И все же на семинар, где я открыла для себя Лабий-Гийар, мне удалось попасть не без труда. «Простите, – сказал Розенблюм, когда я протянула ему бланк, на котором он должен был расписаться, – но вы даже не посещали мои лекции».
Я понимала, как легко мне было отказать: длинные, выкрашенные в черный цвет волосы, кольцо в носу (тогда это еще выглядело необычным), красная помада, викторианские сапожки и кожаная куртка с чудной аппликацией «Крика» Эдварда Мунка, наложенной на ядерный гриб. Весь предыдущий семестр я сидела на лекциях Розенблюма по неоклассицизму, а он меня не запомнил. Именно в этом заключался мой самый большой страх. Я была незаметной. Мои сокурсники до магистратуры учились в университетах Лиги плюща, ведущих гуманитарных колледжах (Вассар, Оберлин, Карлтон) или престижных зарубежных институтах (Сорбонна, Институт искусств Курто) – а я окончила Калифорнийский университет в Санта-Барбаре. Я пришла из ниоткуда, у меня не было связей, я была никем.

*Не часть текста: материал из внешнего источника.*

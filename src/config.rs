use crate::error::{RaincheckError, Result};
use crate::models::WateringSource;
use dialoguer::{Input, Password};
use serde::{Deserialize, Deserializer, Serialize};
use std::path::PathBuf;

pub const DEFAULT_CONTROLLER_URL: &str = "https://api.rach.io/1/public";

#[derive(Debug, Clone, Default, Deserialize, Serialize)]
pub struct Config {
    pub controller: ControllerConfig,
    #[serde(default)]
    pub engine: EngineConfig,
}

#[derive(Clone, Deserialize, Serialize)]
pub struct ControllerConfig {
    #[serde(default, deserialize_with = "empty_if_null")]
    pub api_key: String,
    #[serde(default = "default_base_url")]
    pub base_url: String,
    #[serde(default = "default_timeout_secs")]
    pub timeout_secs: u64,
    /// Remaining-call count under which every response logs a warning.
    #[serde(default = "default_low_remaining_warning")]
    pub low_remaining_warning: i64,
}

/// `api_key: ${UNSET}` substitutes to a bare `api_key:`, which YAML reads as null.
fn empty_if_null<'de, D>(deserializer: D) -> std::result::Result<String, D::Error>
where
    D: Deserializer<'de>,
{
    Ok(Option::<String>::deserialize(deserializer)?.unwrap_or_default())
}

fn default_base_url() -> String {
    DEFAULT_CONTROLLER_URL.to_string()
}

fn default_timeout_secs() -> u64 {
    15
}

fn default_low_remaining_warning() -> i64 {
    100
}

impl ControllerConfig {
    pub fn has_credential(&self) -> bool {
        let key = self.api_key.trim();
        !key.is_empty() && !key.contains("${")
    }
}

impl Default for ControllerConfig {
    fn default() -> Self {
        Self {
            api_key: String::new(),
            base_url: default_base_url(),
            timeout_secs: default_timeout_secs(),
            low_remaining_warning: default_low_remaining_warning(),
        }
    }
}

impl std::fmt::Debug for ControllerConfig {
    fn fmt(&self, f: &mut std::fmt::Formatter<'_>) -> std::fmt::Result {
        f.debug_struct("ControllerConfig")
            .field("api_key", &"[REDACTED]")
            .field("base_url", &self.base_url)
            .field("timeout_secs", &self.timeout_secs)
            .field("low_remaining_warning", &self.low_remaining_warning)
            .finish()
    }
}

#[derive(Debug, Clone, Deserialize, Serialize)]
pub struct EngineConfig {
    #[serde(default = "default_interval_minutes")]
    pub interval_minutes: u64,
    /// Lookback window for trend conditions.
    #[serde(default = "default_history_days")]
    pub history_days: i64,
    #[serde(default = "default_watering_source")]
    pub watering_source: WateringSource,
}

fn default_interval_minutes() -> u64 {
    15
}

fn default_history_days() -> i64 {
    7
}

fn default_watering_source() -> WateringSource {
    WateringSource::Automation
}

impl Default for EngineConfig {
    fn default() -> Self {
        Self {
            interval_minutes: default_interval_minutes(),
            history_days: default_history_days(),
            watering_source: default_watering_source(),
        }
    }
}

impl Config {
    pub fn load(config_override: Option<PathBuf>) -> Result<Self> {
        let config_path = match config_override {
            Some(p) => p,
            None => Self::find_config_path()?,
        };

        if !config_path.exists() {
            return Err(RaincheckError::Config(format!(
                "Config file not found at {:?}. Run `raincheck init` to set up.",
                config_path
            )));
        }

        let config_str = std::fs::read_to_string(&config_path)
            .map_err(|e| RaincheckError::Config(format!("Failed to read config: {}", e)))?;

        Self::parse(&config_str)
    }

    /// Parse YAML after `${VAR}` substitution.
    pub fn parse(content: &str) -> Result<Self> {
        let content = Self::substitute_env_vars(content)?;

        let config: Config = serde_yaml::from_str(&content)
            .map_err(|e| RaincheckError::Config(format!("Failed to parse config: {}", e)))?;

        if config.controller.timeout_secs == 0 {
            return Err(RaincheckError::Config(
                "controller.timeout_secs must be greater than zero".into(),
            ));
        }
        if config.engine.interval_minutes == 0 {
            return Err(RaincheckError::Config(
                "engine.interval_minutes must be greater than zero".into(),
            ));
        }

        Ok(config)
    }

    /// Search for config.yaml in standard locations.
    /// Returns the path of the first found config, or the XDG default path if none found.
    fn find_config_path() -> Result<PathBuf> {
        let local_config = PathBuf::from("config/config.yaml");
        if local_config.exists() {
            return Ok(local_config);
        }

        if let Some(config_dir) = dirs::config_dir() {
            let xdg_config = config_dir.join("raincheck").join("config.yaml");
            if xdg_config.exists() {
                return Ok(xdg_config);
            }
        }

        Self::default_config_path()
    }

    /// Default path for writing new config files (~/.config/raincheck/config.yaml).
    pub fn default_config_path() -> Result<PathBuf> {
        let config_dir = dirs::config_dir()
            .ok_or_else(|| RaincheckError::Config("Cannot determine config directory".into()))?
            .join("raincheck");
        Ok(config_dir.join("config.yaml"))
    }

    /// Run interactive setup prompts and write config to disk.
    /// Returns the loaded Config and the path it was written to.
    pub fn setup_interactive() -> Result<(Self, PathBuf)> {
        println!();
        println!("Let's set up raincheck.");
        println!();

        println!("Irrigation controller");
        let api_key: String = Password::new()
            .with_prompt("  API key (use ${VAR} to read from the environment)")
            .allow_empty_password(true)
            .interact()
            .map_err(|e| RaincheckError::Config(format!("Input error: {}", e)))?;

        let base_url: String = Input::new()
            .with_prompt("  API base URL")
            .default(DEFAULT_CONTROLLER_URL.into())
            .interact_text()
            .map_err(|e| RaincheckError::Config(format!("Input error: {}", e)))?;

        let timeout_secs: u64 = Input::new()
            .with_prompt("  Request timeout (seconds)")
            .default(default_timeout_secs())
            .interact_text()
            .map_err(|e| RaincheckError::Config(format!("Input error: {}", e)))?;

        println!();

        println!("Rule engine");
        let interval_minutes: u64 = Input::new()
            .with_prompt("  Evaluation interval (minutes)")
            .default(default_interval_minutes())
            .interact_text()
            .map_err(|e| RaincheckError::Config(format!("Input error: {}", e)))?;

        println!();

        let config = Config {
            controller: ControllerConfig {
                api_key,
                base_url,
                timeout_secs: timeout_secs.max(1),
                low_remaining_warning: default_low_remaining_warning(),
            },
            engine: EngineConfig {
                interval_minutes: interval_minutes.max(1),
                ..EngineConfig::default()
            },
        };

        let config_path = Self::default_config_path()?;
        if let Some(parent) = config_path.parent() {
            std::fs::create_dir_all(parent)?;
        }

        let yaml = serde_yaml::to_string(&config)
            .map_err(|e| RaincheckError::Config(format!("Failed to serialize config: {}", e)))?;

        let content = format!(
            "# raincheck configuration\n# Generated by `raincheck init`\n# Environment variable substitution (${{VAR}}) is supported.\n\n{}",
            yaml
        );
        std::fs::write(&config_path, content)?;

        println!("Configuration saved to {}", config_path.display());
        println!();

        Ok((config, config_path))
    }

    fn substitute_env_vars(content: &str) -> Result<String> {
        let mut result = content.to_string();

        let re = regex_lite::Regex::new(r"\$\{([A-Z_][A-Z0-9_]*)\}")
            .map_err(|e| RaincheckError::Config(format!("Bad substitution pattern: {}", e)))?;

        for cap in re.captures_iter(content) {
            let var_name = &cap[1];
            let placeholder = &cap[0];
            let value = std::env::var(var_name).unwrap_or_else(|_| {
                tracing::warn!(var = var_name, "Config references an unset environment variable");
                String::new()
            });
            result = result.replace(placeholder, &value);
        }

        Ok(result)
    }

    pub fn data_dir(data_dir_override: Option<&PathBuf>) -> Result<PathBuf> {
        if let Some(dir) = data_dir_override {
            std::fs::create_dir_all(dir)?;
            return Ok(dir.clone());
        }

        if let Ok(dir) = std::env::var("RAINCHECK_DATA_DIR") {
            let p = PathBuf::from(dir);
            std::fs::create_dir_all(&p)?;
            return Ok(p);
        }

        let data_dir = dirs::data_dir()
            .ok_or_else(|| RaincheckError::Config("Cannot determine data directory".into()))?
            .join("raincheck");

        std::fs::create_dir_all(&data_dir)?;
        Ok(data_dir)
    }

    pub fn db_path(data_dir_override: Option<&PathBuf>) -> Result<PathBuf> {
        Ok(Self::data_dir(data_dir_override)?.join("raincheck.db"))
    }
}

«Я слушала ваш курс по неоклассицизму! – завопила я, настойчиво протягивая бумагу бедному Розенблюму. – И получила высший балл!» Я действительно это сказала. Розенблюм, немного ошарашенный таким напором, посмотрел на меня с веселым удивлением и оттенком сострадания. Затем потянулся за ручкой.
На первом занятии ученики Розенблюма делили между собой аспекты творчества Давида, его непосредственных предшественников, знаменитых коллег по цеху и подражателей, – сидя вокруг стола, они расхватывали темы, пока почти ничего не осталось. Полагаю, мои сокурсники были умнее и сообразительнее меня. Во всяком случае, они вели себя намного увереннее. Но затем Розенблюм сунул руку в нагрудный карман, вытащил слайд и вставил его в проектор. На экране появился «Автопортрет с двумя ученицами».
Он посмотрел на меня через большой круглый стол. «Аделаида Лабий-Гийар, – сказал он. – Строго говоря, она не была последовательницей Давида, но она пережила Французскую революцию, и эта потрясающая картина находится как раз через дорогу». Он указал в сторону Пятой авеню. «Как у вас с французским?» – спросил он.
Знание французского было обязательным требованием для этого семинара. Я сдала экзамен по чтению, едва набрав нужный балл. «Хорошо», – ответила я.
Розенблюм вытащил слайд и протянул его мне. Это был подарок.
Я выросла в Монтане, еще несколько лет провела в прибрежных городах Калифорнии, и хотя была знакома с изящным искусством, но на девяносто девять процентов мое знакомство состояло из слайдов и отпечатанных репродукций. Я говорила себе, что в этом нет ничего дурного: репродукции достаточно точные, а слайды – это же крошечные реликварии, чистые драгоценные камни. Они во многих смыслах идеальны.
Но я ошибалась. Во время учебы в магистратуре в Нью-Йорке я узнала, как соприкосновение с подлинным искусством способно психологически утомлять. Какими бурными, сексуальными, физически выматывающими бывают оригиналы. Как картины умеют соблазнять, вызывать тошноту, не давать покоя.
Многофигурная композиция Лабий-Гийар, два метра в высоту и полтора метра в ширину, производит захватывающее впечатление. Полное название картины «Автопортрет с двумя ученицами, мадемуазель Мари-Габриэль Капе (1761–1818) и мадемуазель Каро де Розмон (ум. 1788)». Это важно, поскольку молодые женщины занимают на картине центральное положение. Они стоят позади своей учительницы, там, где на автопортрете художника-мужчины мы могли бы увидеть музу-женщину (стандартный, хотя довольно остроумный пример – «Мастерская художника» Гюстава Курбе). Ученицы красивее женщины, которая их написала, хотя одеты намного скромнее – Лабий-Гийар позаботилась об этом.
Мадемуазель Капе заглядывает через плечо наставницы, очевидно восхищаясь картиной на холсте, которую мы не видим, а мадемуазель де Розмон открыто и уверенно смотрит на нас. Молодые женщины обвивают друг друга руками и наклоняются к учительнице, образуя круг взаимной поддержки. Она им понадобится.
«Автопортрет с двумя ученицами» был впервые выставлен на Парижском салоне в 1785 году.
Салоны – официальные выставки работ членов Академии живописи и скульптуры – проходили раз в два года и представляли собой нечто среднее между церемонией вручения «Оскара» и Олимпийскими играми. Там можно было в самом выгодном свете продемонстрировать свои таланты, обрести славу, заслужить восторги и похвалы. Или, как и сегодня на любой красной дорожке, стать мишенью для насмешек, издевательств и пренебрежительных замечаний.